Reid Plumb, a Kansas State University graduate research biologist, has studied the birds in Gove County the past two springs. He said there’s no doubt rain helps the situation.
“You can’t even compare last spring (when it was dry) when we didn’t have any broods survive that we were studying, to this spring when we’ve had the rains,” Reid said. “We’ve had 42 percent nest success so far. …
“We got a long ways to go, but things are looking better.”
Jennison said it has been at least 50 years since Wildlife and Parks quit raising and releasing quail and pheasant. The program was expensive in terms of the numbers of birds that lived to adulthood and was not needed when habitat conditions were good.
Rodgers, the state biologist, said he spent much of his career trying to educate the public as to why releasing pheasants and quail was not a productive alternative when wild populations were low. He called the concept “ludicrous” because released birds lack the instincts to survive predators and other challenges in the wild.
Brownback’s news release acknowledged the project could be challenging for biologists.
“It’s an interesting proposal,” Jennison said. “I look forward to trying to accomplish it.”

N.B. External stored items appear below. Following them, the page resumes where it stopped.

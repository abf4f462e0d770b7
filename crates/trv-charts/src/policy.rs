use std::collections::btree_map::Entry;

use serde::{Deserialize, Serialize};
use strum::{Display, EnumString};
use trv_types::TIMESTAMP_KEY;

use crate::{error::ChartError, row::SeriesRow};

/// What to do when a row receives the same key twice, e.g. two snapshots of
/// one strategy in the same timeframe or two tokens sharing a symbol.
#[derive(
    Debug, Clone, Copy, Default, PartialEq, Eq, Serialize, Deserialize, Display, EnumString,
)]
#[serde(rename_all = "snake_case")]
#[strum(serialize_all = "snake_case", ascii_case_insensitive)]
pub enum ConflictPolicy {
    /// The value seen last replaces the earlier one, silently.
    #[default]
    LastWins,
    /// The first value is kept and later ones are ignored.
    FirstWins,
    /// A repeated key fails the whole reshaping step.
    Error,
}

impl ConflictPolicy {
    /// Writes `key = value` into `row`, resolving a collision per policy.
    /// `bucket` identifies the row in error messages.
    pub fn insert(
        self,
        row: &mut SeriesRow,
        key: &str,
        value: f64,
        bucket: &str,
    ) -> Result<(), ChartError> {
        // the timestamp is a fixed field, never a series
        if key == TIMESTAMP_KEY {
            tracing::debug!(bucket, "Ignoring value keyed as the reserved timestamp field");
            return Ok(());
        }

        match row.values.entry(key.to_string()) {
            Entry::Vacant(entry) => {
                entry.insert(value);
            }
            Entry::Occupied(mut entry) => match self {
                Self::LastWins => {
                    entry.insert(value);
                }
                Self::FirstWins => {}
                Self::Error => {
                    return Err(ChartError::DuplicateEntry {
                        bucket: bucket.to_string(),
                        key: key.to_string(),
                    });
                }
            },
        }
        Ok(())
    }
}
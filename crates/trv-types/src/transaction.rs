use serde::{Deserialize, Serialize};
use strum::{AsRefStr, Display, EnumIter, EnumString};

use crate::snapshot::leading_integer;

/// A strategy transaction row from the subgraph.
#[derive(Debug, Clone, Default, Serialize, Deserialize, PartialEq, Eq)]
#[serde(rename_all = "camelCase")]
pub struct TransactionRecord {
    pub hash: String,
    pub strategy_name: String,
    pub token_symbol: String,
    /// Decimal amount as a string, e.g. `"1250.4471"`
    pub amount: String,
    /// Transaction kind as named on-chain, e.g. `Borrow` or `Repay`
    pub kind: String,
    /// Seconds since epoch
    pub timestamp: String,
}

impl TransactionRecord {
    pub fn timestamp_secs(&self) -> Option<i64> {
        leading_integer(&self.timestamp)
    }
}

/// Time window selected above the transaction history table.
#[derive(
    Debug,
    Clone,
    Copy,
    Default,
    Serialize,
    Deserialize,
    Hash,
    Eq,
    PartialEq,
    Display,
    AsRefStr,
    EnumString,
)]
#[strum(ascii_case_insensitive)]
#[serde(rename_all = "lowercase")]
pub enum TxHistoryFilter {
    #[default]
    #[strum(serialize = "all")]
    All,
    #[strum(serialize = "last30days")]
    #[serde(rename = "last30days")]
    Last30Days,
    #[strum(serialize = "lastweek")]
    #[serde(rename = "lastweek")]
    LastWeek,
}

impl TxHistoryFilter {
    pub const fn as_str(&self) -> &'static str {
        match self {
            Self::All => "all",
            Self::Last30Days => "last30days",
            Self::LastWeek => "lastweek",
        }
    }

    pub const fn window_secs(&self) -> Option<i64> {
        match self {
            Self::All => None,
            Self::Last30Days => Some(30 * 86_400),
            Self::LastWeek => Some(7 * 86_400),
        }
    }
}

/// Sortable columns of the transaction history table.
#[derive(
    Debug,
    Clone,
    Copy,
    Default,
    Serialize,
    Deserialize,
    Hash,
    Eq,
    PartialEq,
    Display,
    AsRefStr,
    EnumString,
    EnumIter,
)]
#[strum(ascii_case_insensitive)]
pub enum TableHeader {
    #[default]
    Date,
    Strategy,
    Type,
    Token,
    Amount,
    #[strum(to_string = "TxHash", serialize = "hash")]
    TxHash,
}

impl TableHeader {
    pub const fn as_str(&self) -> &'static str {
        match self {
            Self::Date => "Date",
            Self::Strategy => "Strategy",
            Self::Type => "Type",
            Self::Token => "Token",
            Self::Amount => "Amount",
            Self::TxHash => "TxHash",
        }
    }
}

#[derive(
    Debug,
    Clone,
    Copy,
    Default,
    Serialize,
    Deserialize,
    Hash,
    Eq,
    PartialEq,
    Display,
    AsRefStr,
    EnumString,
)]
#[serde(rename_all = "lowercase")]
#[strum(serialize_all = "lowercase", ascii_case_insensitive)]
pub enum OrderDirection {
    Asc,
    #[default]
    Desc,
}

impl OrderDirection {
    pub const fn as_str(&self) -> &'static str {
        match self {
            Self::Asc => "asc",
            Self::Desc => "desc",
        }
    }
}

#[cfg(test)]
mod tests {
    use super::*;

    #[test]
    fn test_filter_windows() {
        assert_eq!(TxHistoryFilter::All.window_secs(), None);
        assert_eq!(TxHistoryFilter::LastWeek.window_secs(), Some(604_800));
        assert_eq!(
            "Last30Days".parse::<TxHistoryFilter>().unwrap(),
            TxHistoryFilter::Last30Days
        );
    }

    #[test]
    fn test_table_header_parsing() {
        assert_eq!("amount".parse::<TableHeader>().unwrap(), TableHeader::Amount);
        assert_eq!("txhash".parse::<TableHeader>().unwrap(), TableHeader::TxHash);
        assert_eq!("hash".parse::<TableHeader>().unwrap(), TableHeader::TxHash);
    }

    #[test]
    fn test_transaction_row_deserialize() {
        let tx: TransactionRecord = serde_json::from_value(serde_json::json!({
            "hash": "0xabc",
            "strategyName": "TlcStrategy",
            "tokenSymbol": "DAI",
            "amount": "12.345",
            "kind": "Borrow",
            "timestamp": "1700000000"
        }))
        .unwrap();
        assert_eq!(tx.timestamp_secs(), Some(1_700_000_000));
        assert_eq!(tx.token_symbol, "DAI");
    }
}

Jennison said the concept of raising and releasing lesser prairie chickens was first brought up by energy officials who wondered whether it would be a cheaper alternative than paying high mitigation fees for doing exploration and drilling in lesser prairie chicken habitat.
He added that special permits would be needed to take eggs, chicks or adult prairie chickens from the wild. He wasn’t sure whether the permits could come from his agency or the Fish and Wildlife Service.
How much the Kansas program would cost and who would fund it was not mentioned in the news release. Brownback’s office did not return calls. Jennison said he hoped the energy industry could help fund the program.
A propagation program in Texas for endangered Attwater prairie chickens, a close relative to lesser prairie chickens, costs about $1,000 per released bird, according to Terry Rossignol, manager of the Attwater Prairie Chicken National Wildlife Refuge.
He said Kansas lessers probably wouldn’t be as expensive to raise, but added, “it’s not going to be cheap.”
Rodgers said he has concerns about declining lesser prairie chicken habitat, even if rains continue. While lesser prairie chicken populations have fluctuated the last decade or so, he said research shows a long-term population decline because of habitat changes.
Mike Hayden, former governor and former Wildlife and Parks secretary, said rain or not, Brownback’s propagation plan is probably doomed. He echoed others’ remarks about such programs being expensive and seldom successful.
“Releasing captive raised birds into fragmented, overgrazed habitat, subject to heavy pesticide and herbicide use will not be successful,” Hayden said in an e-mail.